There were other memories that jumbled up his mind. Sometimes, they would burst to life so clearly that the swing of his blade would falter. He could see an orcess, shoulders squared back and proud, walking as though her growing belly didn't hurt her feet, holding the hands of two boys. They always looked so proud as they stared at him.
He was a great warrior.
He had been their great warrior.
Names tried to work their way into his mind as he thought of them, though his master's voice would echo into his head, almost desperate as he commanded Thalach to kill.
There was no room in a weapon for memories, for feelings.

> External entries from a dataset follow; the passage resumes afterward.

use crate::errors::{PageStoreError, Result};
use crate::fix::{FixMode, UnfixMode};
use crate::frame::Frame;
use crate::page::Page;
use crate::PageId;
use std::collections::{HashMap, HashSet};
use std::fs::{File, OpenOptions};
use std::path::{Path, PathBuf};
use std::sync::atomic::Ordering;
use std::sync::{Arc, Mutex};

#[cfg(unix)]
use std::os::unix::fs::FileExt;
#[cfg(windows)]
use std::os::windows::fs::FileExt;

#[derive(Debug)]
struct State {
    page_count: u32,
    attached: HashMap<PageId, Arc<Frame>>,
    /// Pages allocated since the last detach; rolled back on recover.
    newly_allocated: Vec<PageId>,
    verification: Option<HashSet<PageId>>,
}

/// A disk file of fixed-size pages.
///
/// Pages are fixed into in-memory frames and stay attached until the next
/// [`detach_page_all`](Self::detach_page_all) (success: dirty frames are
/// flushed) or [`recover_page_all`](Self::recover_page_all) (failure:
/// discardable snapshots are restored and nothing reaches disk). This gives
/// callers all-or-nothing semantics per operation without a log.
#[derive(Debug)]
pub struct PagedFile {
    path: PathBuf,
    file: File,
    page_size: usize,
    state: Mutex<State>,
}

impl PagedFile {
    /// Creates a new store. Fails if `path` already exists.
    pub fn create(path: impl AsRef<Path>, page_size: usize) -> Result<Self> {
        let path = path.as_ref().to_path_buf();
        if path.exists() {
            return Err(PageStoreError::AlreadyExists(path));
        }
        if let Some(parent) = path.parent() {
            std::fs::create_dir_all(parent).map_err(|source| PageStoreError::Io {
                path: path.clone(),
                source,
            })?;
        }
        let file = OpenOptions::new()
            .read(true)
            .write(true)
            .create_new(true)
            .open(&path)
            .map_err(|source| PageStoreError::Io {
                path: path.clone(),
                source,
            })?;
        Ok(Self {
            path,
            file,
            page_size,
            state: Mutex::new(State {
                page_count: 0,
                attached: HashMap::new(),
                newly_allocated: Vec::new(),
                verification: None,
            }),
        })
    }

    /// Opens an existing store.
    pub fn open(path: impl AsRef<Path>, page_size: usize) -> Result<Self> {
        let path = path.as_ref().to_path_buf();
        let file = OpenOptions::new()
            .read(true)
            .write(true)
            .open(&path)
            .map_err(|source| PageStoreError::Io {
                path: path.clone(),
                source,
            })?;
        let len = file
            .metadata()
            .map_err(|source| PageStoreError::Io {
                path: path.clone(),
                source,
            })?
            .len();
        let page_count = (len / page_size as u64) as u32;
        Ok(Self {
            path,
            file,
            page_size,
            state: Mutex::new(State {
                page_count,
                attached: HashMap::new(),
                newly_allocated: Vec::new(),
                verification: None,
            }),
        })
    }

    pub fn path(&self) -> &Path {
        &self.path
    }

    pub fn page_size(&self) -> usize {
        self.page_size
    }

    /// Fixes `page_id` under `mode` and returns a pinned handle.
    pub fn fix_page(&self, page_id: PageId, mode: FixMode) -> Result<Page> {
        let mut state = self.lock_state();
        if page_id >= state.page_count {
            return Err(PageStoreError::UnknownPage(page_id));
        }
        let frame = match state.attached.get(&page_id) {
            Some(frame) => Arc::clone(frame),
            None => {
                let data = self.read_page_bytes(page_id)?;
                let frame = Arc::new(Frame::new(page_id, data));
                state.attached.insert(page_id, Arc::clone(&frame));
                frame
            }
        };
        if mode.is_discardable() {
            let mut snapshot = frame.snapshot.lock().expect("snapshot latch poisoned");
            if snapshot.is_none() {
                let data = frame.data.read().expect("page latch poisoned");
                *snapshot = Some(data.clone());
            }
        }
        tracing::trace!(page_id, ?mode, "fix page");
        Ok(Page::new(frame))
    }

    /// Releases a page handle. `UnfixMode::Dirty` schedules the frame for
    /// the next successful detach.
    pub fn unfix_page(&self, page: Page, mode: UnfixMode) {
        if mode == UnfixMode::Dirty {
            page.frame.dirty.store(true, Ordering::Relaxed);
        }
        tracing::trace!(page_id = page.id(), ?mode, "unfix page");
        drop(page);
    }

    /// Appends a fresh zeroed page and fixes it under `mode`.
    pub fn allocate_page(&self, mode: FixMode) -> Result<Page> {
        let mut state = self.lock_state();
        let page_id = state.page_count;
        state.page_count += 1;
        state.newly_allocated.push(page_id);
        let frame = Arc::new(Frame::new(
            page_id,
            vec![0u8; self.page_size].into_boxed_slice(),
        ));
        // A fresh page must reach disk even if never modified again.
        frame.dirty.store(true, Ordering::Relaxed);
        if mode.is_discardable() {
            let mut snapshot = frame.snapshot.lock().expect("snapshot latch poisoned");
            *snapshot = Some(vec![0u8; self.page_size].into_boxed_slice());
        }
        state.attached.insert(page_id, Arc::clone(&frame));
        tracing::debug!(page_id, "allocate page");
        Ok(Page::new(frame))
    }

    pub fn last_page_id(&self) -> Option<PageId> {
        let state = self.lock_state();
        state.page_count.checked_sub(1)
    }

    pub fn next_page_id(&self, page_id: PageId) -> Option<PageId> {
        let state = self.lock_state();
        let next = page_id.checked_add(1)?;
        (next < state.page_count).then_some(next)
    }

    pub fn is_used_page(&self, page_id: PageId) -> bool {
        let state = self.lock_state();
        page_id < state.page_count
    }

    /// Successful-end epilogue: flushes dirty attached frames and drops all
    /// attachments and snapshots.
    pub fn detach_page_all(&self) -> Result<()> {
        let mut state = self.lock_state();
        for frame in state.attached.values() {
            if frame.dirty.load(Ordering::Relaxed) {
                let data = frame.data.read().expect("page latch poisoned");
                self.write_page_bytes(frame.page_id, &data)?;
                frame.dirty.store(false, Ordering::Relaxed);
            }
            *frame.snapshot.lock().expect("snapshot latch poisoned") = None;
        }
        state.attached.clear();
        state.newly_allocated.clear();
        Ok(())
    }

    /// Failure epilogue: restores discardable snapshots, rolls back pages
    /// allocated since the last detach, writes nothing.
    pub fn recover_page_all(&self) {
        let mut state = self.lock_state();
        for frame in state.attached.values() {
            let mut snapshot = frame.snapshot.lock().expect("snapshot latch poisoned");
            if let Some(saved) = snapshot.take() {
                let mut data = frame.data.write().expect("page latch poisoned");
                *data = saved;
            }
            frame.dirty.store(false, Ordering::Relaxed);
        }
        if let Some(first) = state.newly_allocated.iter().copied().min() {
            state.page_count = first;
        }
        state.newly_allocated.clear();
        state.attached.clear();
        tracing::debug!(path = %self.path.display(), "recovered attached pages");
    }

    /// Begins a verification pass; subsequent
    /// [`notify_use_page`](Self::notify_use_page) calls are recorded.
    pub fn start_verification(&self) {
        let mut state = self.lock_state();
        state.verification = Some(HashSet::new());
    }

    /// Records `page_id` as in use by the caller's own structures.
    pub fn notify_use_page(&self, page_id: PageId) {
        let mut state = self.lock_state();
        if let Some(used) = state.verification.as_mut() {
            used.insert(page_id);
        }
    }

    /// Fixes a page during verification and records it as visited.
    pub fn verify_page(&self, page_id: PageId, mode: FixMode) -> Result<Page> {
        self.notify_use_page(page_id);
        self.fix_page(page_id, mode)
    }

    /// Ends the verification pass and returns every allocated page the
    /// caller never claimed, ascending.
    pub fn end_verification(&self) -> Vec<PageId> {
        let mut state = self.lock_state();
        let used = state.verification.take().unwrap_or_default();
        let mut unused: Vec<PageId> = (0..state.page_count)
            .filter(|id| !used.contains(id))
            .collect();
        unused.sort_unstable();
        unused
    }

    fn lock_state(&self) -> std::sync::MutexGuard<'_, State> {
        self.state.lock().expect("page store state poisoned")
    }

    fn read_page_bytes(&self, page_id: PageId) -> Result<Box<[u8]>> {
        let mut buf = vec![0u8; self.page_size];
        let offset = page_id as u64 * self.page_size as u64;
        let mut read = 0;
        while read < self.page_size {
            let n = self
                .read_at(&mut buf[read..], offset + read as u64)
                .map_err(|source| PageStoreError::Io {
                    path: self.path.clone(),
                    source,
                })?;
            if n == 0 {
                // Allocated but never flushed; the remainder reads as zero.
                break;
            }
            read += n;
        }
        Ok(buf.into_boxed_slice())
    }

    fn write_page_bytes(&self, page_id: PageId, data: &[u8]) -> Result<()> {
        let offset = page_id as u64 * self.page_size as u64;
        let mut written = 0;
        while written < data.len() {
            let n = self
                .write_at(&data[written..], offset + written as u64)
                .map_err(|source| PageStoreError::Io {
                    path: self.path.clone(),
                    source,
                })?;
            if n == 0 {
                return Err(PageStoreError::Io {
                    path: self.path.clone(),
                    source: std::io::Error::new(
                        std::io::ErrorKind::WriteZero,
                        "disk write made no progress",
                    ),
                });
            }
            written += n;
        }
        Ok(())
    }

    #[inline]
    fn read_at(&self, buf: &mut [u8], offset: u64) -> std::io::Result<usize> {
        #[cfg(unix)]
        {
            self.file.read_at(buf, offset)
        }
        #[cfg(windows)]
        {
            self.file.seek_read(buf, offset)
        }
    }

    #[inline]
    fn write_at(&self, buf: &[u8], offset: u64) -> std::io::Result<usize> {
        #[cfg(unix)]
        {
            self.file.write_at(buf, offset)
        }
        #[cfg(windows)]
        {
            self.file.seek_write(buf, offset)
        }
    }
}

And besides, pride had brought him here. Their pride, his own. He was a tool of the Scourge because he'd allowed pride to rule him. Those warriors had died under his charge because he'd been too stubborn and full of himself to do the right thing. To turn back.
He shuddered as a sense of horror began to overwhelm him. He was a monster. An abomination. If he had any sense of selfworth left in this rotting corpse, he would turn that damnable blade on himself.
You are mine.
The words richoted through him, staying his hand even as he started to draw his blade up to his neck. His life was not his to take.
That painful fog swept through him, burying the images of that orcess, of those children, of those warriors. All that was left was a dim haze and the knowledge that he was needed elsewhere.
His master wanted them moving north, and that was where they would go.
Perhaps he could leave the past behind in the trail of corpses already in his wake.